When Congress thwarts his will, Bill Clinton resorts to executive orders.
by F.R. Duplantier
“I’m putting the Congress at ease
And giving the governors the breeze:
With executive orders,
I need no supporters
And can do pretty much as I please!”
“Faced with a Republican Congress unwilling to grant him all the powers he wants, Bill Clinton has unleashed a blizzard of executive orders to grab new authority for the executive branch, and make broad public policy changes and even restructure our governmental system,” declares Phyllis Schlafly of Eagle Forum. “Executive orders have a proper place in federal rulemaking and in implementing the routine business of the executive departments,” she concedes. “But Mr. Clinton . . . is pressing the envelope to move his agenda, both domestic and foreign.”

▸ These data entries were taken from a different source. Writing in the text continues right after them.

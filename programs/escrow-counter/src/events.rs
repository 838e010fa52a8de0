//! Events module for the Escrow Counter program
//!
//! This module contains all event definitions emitted by the program.
//! Events provide transparency and allow external systems to track
//! counter activity.

use anchor_lang::prelude::*;

/// Event emitted when a counter is initialized
///
/// Also emitted when a live identity slot is re-initialized, in which case
/// it marks the start of a fresh generation.
///
/// # Fields
/// * `counter` - The public key of the counter account
/// * `owner` - The public key of the counter owner
/// * `initial_count` - The count the account starts from
/// * `funded_lamports` - Lamports moved into escrow by the initializer
/// * `timestamp` - Unix timestamp when the counter was initialized
#[event]
pub struct CounterInitialized {
    /// The counter account that was initialized
    pub counter: Pubkey,
    /// The owner of the counter
    pub owner: Pubkey,
    /// The count the account starts from
    pub initial_count: i64,
    /// Lamports moved into escrow by the initializer
    pub funded_lamports: u64,
    /// Timestamp when the counter was initialized
    pub timestamp: i64,
}

/// Event emitted when a counter is successfully incremented
#[event]
pub struct CounterIncremented {
    /// The counter account that was incremented
    pub counter: Pubkey,
    /// The account that drove the update
    pub user: Pubkey,
    /// The value before incrementing
    pub previous_count: i64,
    /// The value after incrementing
    pub new_count: i64,
    /// Timestamp when the increment occurred
    pub timestamp: i64,
}

/// Event emitted when a counter is successfully decremented
#[event]
pub struct CounterDecremented {
    /// The counter account that was decremented
    pub counter: Pubkey,
    /// The account that drove the update
    pub user: Pubkey,
    /// The value before decrementing
    pub previous_count: i64,
    /// The value after decrementing
    pub new_count: i64,
    /// Timestamp when the decrement occurred
    pub timestamp: i64,
}

/// Event emitted when a counter is finalized
///
/// Finalization is terminal: the payout in `paid_out_lamports` covers the
/// escrow plus the reclaimed rent reserve, and the account ceases to exist.
#[event]
pub struct CounterFinalized {
    /// The counter account that was finalized
    pub counter: Pubkey,
    /// The owner the balance was paid out to
    pub owner: Pubkey,
    /// The count at finalization time
    pub final_count: i64,
    /// The full lamport balance transferred to the owner
    pub paid_out_lamports: u64,
    /// Timestamp when the finalization occurred
    pub timestamp: i64,
}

“Mr. Clinton advanced three of his favorite goals when he issued executive order 13107 on December 10, 1998,” Mrs. Schlafly asserts. “He increased executive branch authority, he moved America closer into [what he himself called] the ‘web’ of treaties . . . and he rewarded the feminists who are standing by him in his impeachment trial. Executive order 13107, titled ‘Implementation of Human Rights Treaties,’ sets up an interagency working group, with representatives from major federal departments, to implement our alleged ‘obligations’ under the many UN treaties on human rights ‘to which the United States is now or may become a party in the future.'”

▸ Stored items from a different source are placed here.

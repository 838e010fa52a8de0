//! Get count instruction for the Escrow Counter program

use anchor_lang::prelude::*;

use crate::state::CounterAccount;

/// Get the current counter value
///
/// Public read-only function returning the current count through the
/// program interface. Not protected; anyone can call it.
///
/// # Arguments
/// * `ctx` - The instruction context containing accounts
///
/// # Returns
/// * `Result<i64>` - The current counter value
pub fn get_count(ctx: Context<GetCount>) -> Result<i64> {
    Ok(ctx.accounts.counter.count)
}

#[derive(Accounts)]
pub struct GetCount<'info> {
    pub counter: Account<'info, CounterAccount>,
}
//! # Update Instructions
//!
//! This module contains the logic for updating counter values:
//! the increment and decrement operations.

use anchor_lang::prelude::*;

use crate::events::{CounterDecremented, CounterIncremented};
use crate::state::CounterAccount;

/// Increment the counter value by 1
///
/// # Arguments
/// * `ctx` - The instruction context containing validated accounts
///
/// # Returns
/// * `Result<()>` - Success or error
///
/// # Events
/// * Emits `CounterIncremented` event with before/after values
pub fn increment(ctx: Context<Update>) -> Result<()> {
    let counter = &mut ctx.accounts.counter;
    let clock = Clock::get()?;
    let previous_count = counter.count;

    // Increment the counter
    counter.increment(&clock)?;

    // Emit increment event
    emit!(CounterIncremented {
        counter: counter.key(),
        user: ctx.accounts.user.key(),
        previous_count,
        new_count: counter.count,
        timestamp: clock.unix_timestamp,
    });

    msg!(
        "Counter incremented! Previous: {}, New: {}",
        previous_count,
        counter.count
    );

    Ok(())
}

/// Decrement the counter value by 1
///
/// There is no lower bound; the count may go negative.
///
/// # Arguments
/// * `ctx` - The instruction context containing validated accounts
///
/// # Returns
/// * `Result<()>` - Success or error
///
/// # Events
/// * Emits `CounterDecremented` event with before/after values
pub fn decrement(ctx: Context<Update>) -> Result<()> {
    let counter = &mut ctx.accounts.counter;
    let clock = Clock::get()?;
    let previous_count = counter.count;

    // Decrement the counter
    counter.decrement(&clock)?;

    // Emit decrement event
    emit!(CounterDecremented {
        counter: counter.key(),
        user: ctx.accounts.user.key(),
        previous_count,
        new_count: counter.count,
        timestamp: clock.unix_timestamp,
    });

    msg!(
        "Counter decremented! Previous: {}, New: {}",
        previous_count,
        counter.count
    );

    Ok(())
}

#[derive(Accounts)]
pub struct Update<'info> {
    #[account(mut)]
    pub counter: Account<'info, CounterAccount>,

    /// CHECK: Anyone can drive the counter; no signature required
    pub user: AccountInfo<'info>,
}
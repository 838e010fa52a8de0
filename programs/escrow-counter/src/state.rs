//! # State Module
//!
//! This module contains the account structure and state transitions
//! for the escrow counter program.

use anchor_lang::prelude::*;

/// The counter account holding the count and the escrow metadata
///
/// The escrowed balance is not a field: it is the account's own lamport
/// balance, funded at initialization and paid out wholesale on finalize.
#[account]
#[derive(InitSpace)]
pub struct CounterAccount {
    /// The identity recorded at initialization; only it may finalize
    pub owner: Pubkey,
    /// The current count value
    pub count: i64,
    /// Timestamp when the counter was created
    pub created_at: i64,
    /// Timestamp when the counter was last updated
    pub updated_at: i64,
}

impl CounterAccount {
    /// Minimum count required to finalize
    pub const MIN_FINALIZE_COUNT: i64 = 3;

    /// Minimum account balance required to finalize (0.1 SOL)
    pub const MIN_FINALIZE_LAMPORTS: u64 = 100_000_000;

    /// Initialize the counter for a new generation
    ///
    /// Overwrites any prior owner and count; re-initializing a live slot
    /// starts a fresh generation on the same identity.
    pub fn initialize(&mut self, owner: Pubkey, start_value: i64, clock: &Clock) -> Result<()> {
        self.owner = owner;
        self.count = start_value;
        self.created_at = clock.unix_timestamp;
        self.updated_at = clock.unix_timestamp;
        Ok(())
    }

    /// Increment the counter value
    pub fn increment(&mut self, clock: &Clock) -> Result<()> {
        self.count = self
            .count
            .checked_add(1)
            .ok_or(crate::CounterError::ArithmeticError)?;
        self.updated_at = clock.unix_timestamp;
        Ok(())
    }

    /// Decrement the counter value
    ///
    /// The count is signed and has no lower bound; it may go negative.
    pub fn decrement(&mut self, clock: &Clock) -> Result<()> {
        self.count = self
            .count
            .checked_sub(1)
            .ok_or(crate::CounterError::ArithmeticError)?;
        self.updated_at = clock.unix_timestamp;
        Ok(())
    }
}
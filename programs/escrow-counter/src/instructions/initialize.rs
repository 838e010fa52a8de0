//! Initialize instruction for the Escrow Counter program

use anchor_lang::prelude::*;
use anchor_lang::system_program;

use crate::events::CounterInitialized;
use crate::state::CounterAccount;

/// Initialize a counter account and fund its escrow
///
/// Creates the counter account when the identity slot is empty and
/// re-initializes it in place when it is already live, recording the
/// caller as owner either way. `funding_lamports` is then transferred
/// from the caller into the account; on a live slot the transfer adds to
/// whatever is already escrowed there.
///
/// # Arguments
/// * `ctx` - The instruction context containing accounts
/// * `start_value` - The initial count value
/// * `funding_lamports` - Lamports moved from the caller into escrow
///
/// # Returns
/// * `Result<()>` - Success or error
///
/// # Events
/// * `CounterInitialized` - Emitted when the counter is successfully initialized
pub fn initialize(
    ctx: Context<Initialize>,
    start_value: i64,
    funding_lamports: u64,
) -> Result<()> {
    let counter = &mut ctx.accounts.counter;
    let clock = Clock::get()?;

    // Initialize the counter using the state method
    counter.initialize(ctx.accounts.user.key(), start_value, &clock)?;

    // Move the escrow funding from the caller into the counter account
    if funding_lamports > 0 {
        let cpi_ctx = CpiContext::new(
            ctx.accounts.system_program.to_account_info(),
            system_program::Transfer {
                from: ctx.accounts.user.to_account_info(),
                to: counter.to_account_info(),
            },
        );
        system_program::transfer(cpi_ctx, funding_lamports)?;
    }

    // Emit initialization event
    emit!(CounterInitialized {
        counter: counter.key(),
        owner: counter.owner,
        initial_count: counter.count,
        funded_lamports: funding_lamports,
        timestamp: clock.unix_timestamp,
    });

    msg!(
        "Counter initialized with count {} and {} escrowed lamports for owner {}",
        counter.count,
        funding_lamports,
        counter.owner
    );

    Ok(())
}

#[derive(Accounts)]
pub struct Initialize<'info> {
    /// The counter account; the identity keypair signs its creation.
    /// A live slot is re-initialized in place rather than rejected.
    #[account(
        init_if_needed,
        payer = user,
        space = 8 + CounterAccount::INIT_SPACE
    )]
    pub counter: Account<'info, CounterAccount>,

    /// The caller paying rent and funding; recorded as the counter's owner
    #[account(mut)]
    pub user: Signer<'info>,

    pub system_program: Program<'info, System>,
}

“The first treaty listed in executive order 13107 is the International Covenant on Civil and Political Rights,” Mrs. Schlafly observes. “Aggressive implementation of this ratified treaty can open up a can of worms in regard to our First Amendment rights, criminal law, and unique system of federalism.” One of the unratified treaties that could be implemented under executive order 13107 is the International Covenant on Economic, Social, and Cultural Rights, which, Mrs. Schlafly warns, “refuses to recognize one of the most fundamental American economic rights, the right to own property. . . . The unratified UN Convention on the Rights of the Child would bring about massive UN interference in family life, education, day care, health care, and standard of living,” she adds. “The UN Convention on the Elimination of all Forms of Discrimination Against Women would require us to follow UN/feminist dictates.” Mrs. Schlafly calls for an end to “Mr. Clinton’s unprecedented use of executive orders to implement ratified and unratified treaties,” warning that “our freedom and independence are at stake.”

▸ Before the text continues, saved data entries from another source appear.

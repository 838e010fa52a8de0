//! Finalize instruction for the Escrow Counter program

use anchor_lang::prelude::*;

use crate::errors::CounterError;
use crate::events::CounterFinalized;
use crate::state::CounterAccount;

/// Finalize the counter, paying the escrow out to the owner
///
/// Authorization is checked first, by the `has_one` constraint during
/// account validation; the count and balance guards run after it. On
/// success the account's entire lamport balance, escrow plus rent
/// reserve, moves to the owner and the account is closed within the same
/// transaction. Any guard failure leaves the account untouched.
///
/// # Arguments
/// * `ctx` - The instruction context containing validated accounts
///
/// # Returns
/// * `Result<()>` - Success or error
///
/// # Events
/// * `CounterFinalized` - Emitted when the counter is successfully finalized
///
/// # Errors
/// * `CountNotHighEnough` - If the count is below the finalize minimum
/// * `BalanceNotHighEnough` - If the account balance is below 0.1 SOL
/// * `Unauthorized` - If the signer is not the recorded owner
pub fn finalize(ctx: Context<Finalize>) -> Result<()> {
    let counter = &ctx.accounts.counter;
    let clock = Clock::get()?;

    require!(
        counter.count >= CounterAccount::MIN_FINALIZE_COUNT,
        CounterError::CountNotHighEnough
    );

    let payout_lamports = counter.to_account_info().lamports();
    require!(
        payout_lamports >= CounterAccount::MIN_FINALIZE_LAMPORTS,
        CounterError::BalanceNotHighEnough
    );

    // Emit finalization event
    emit!(CounterFinalized {
        counter: counter.key(),
        owner: counter.owner,
        final_count: counter.count,
        paid_out_lamports: payout_lamports,
        timestamp: clock.unix_timestamp,
    });

    msg!(
        "Counter finalized at count {}; {} lamports paid out to {}",
        counter.count,
        payout_lamports,
        counter.owner
    );

    // The payout and account closure are performed by the `close` constraint
    Ok(())
}

#[derive(Accounts)]
pub struct Finalize<'info> {
    #[account(
        mut,
        has_one = owner @ CounterError::Unauthorized,
        close = owner
    )]
    pub counter: Account<'info, CounterAccount>,

    /// The owner recorded at initialization, receiving the full balance
    #[account(mut)]
    pub owner: Signer<'info>,
}
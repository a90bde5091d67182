use crate::geo::GeoPoint;
use egui::Color32;

#[derive(Debug, Clone, Copy, PartialEq, Eq, Hash)]
pub struct MarkerId(pub u64);

#[derive(Debug, Clone)]
pub struct Marker {
    pub id: MarkerId,
    pub position: GeoPoint, // Anchored at the bottom center of the pin
    pub color: Color32,
}

impl Marker {
    pub fn new(id: MarkerId, position: GeoPoint, color: Color32) -> Self {
        Self {
            id,
            position,
            color,
        }
    }
}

While it is clear that our Founding Fathers intended all treaties ratified by the Senate to be subordinate to our U.S. Constitution, the fact remains that numerous legal authorities — no doubt, for nefarious reasons — argue that treaties do, in fact, supersede the document that established our federal government. If such an interpretation should prevail, knowing that it is wrong will not provide us much solace. No, we must never underestimate the dangers that treaties could pose — if misinterpreted by our courts as the “supreme law of the land,” or implemented unilaterally by a President in contempt of our courts, our Congress, and our Constitution.